Stored data:
------------------------------

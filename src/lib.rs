/// Handles argument parsing for the `starter-writer` binary.
pub mod cli;

/// Writer settings.
pub mod config;

pub mod constants;

/// Defines custom error types.
pub mod error;

/// Extension traits for standard library types.
pub mod ext;

/// A set of helpers for working with the file system.
pub mod ioutils;

/// Progress and prompt output.
pub mod output;

/// Operator answers for the overwrite question.
pub mod prompt;

/// Template parsing and rendering functionality.
pub mod renderer;

/// Renders templates to disk and stamps the generated files.
pub mod writer;

pub use config::WriterConfig;
pub use writer::{is_owned, TemplateWriter};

------------------------------

Problem to solve —
All lines of the data above must be returned exactly.

Result of this task —
filename src/lib.rs
/// Handles argument parsing for the `starter-writer` binary.
pub mod cli;

/// Writer settings.
pub mod config;

pub mod constants;

/// Defines custom error types.
pub mod error;

/// Extension traits for standard library types.
pub mod ext;

/// A set of helpers for working with the file system.
pub mod ioutils;

/// Progress and prompt output.
pub mod output;

/// Operator answers for the overwrite question.
pub mod prompt;

/// Template parsing and rendering functionality.
pub mod renderer;

/// Renders templates to disk and stamps the generated files.
pub mod writer;

pub use config::WriterConfig;
pub use writer::{is_owned, TemplateWriter};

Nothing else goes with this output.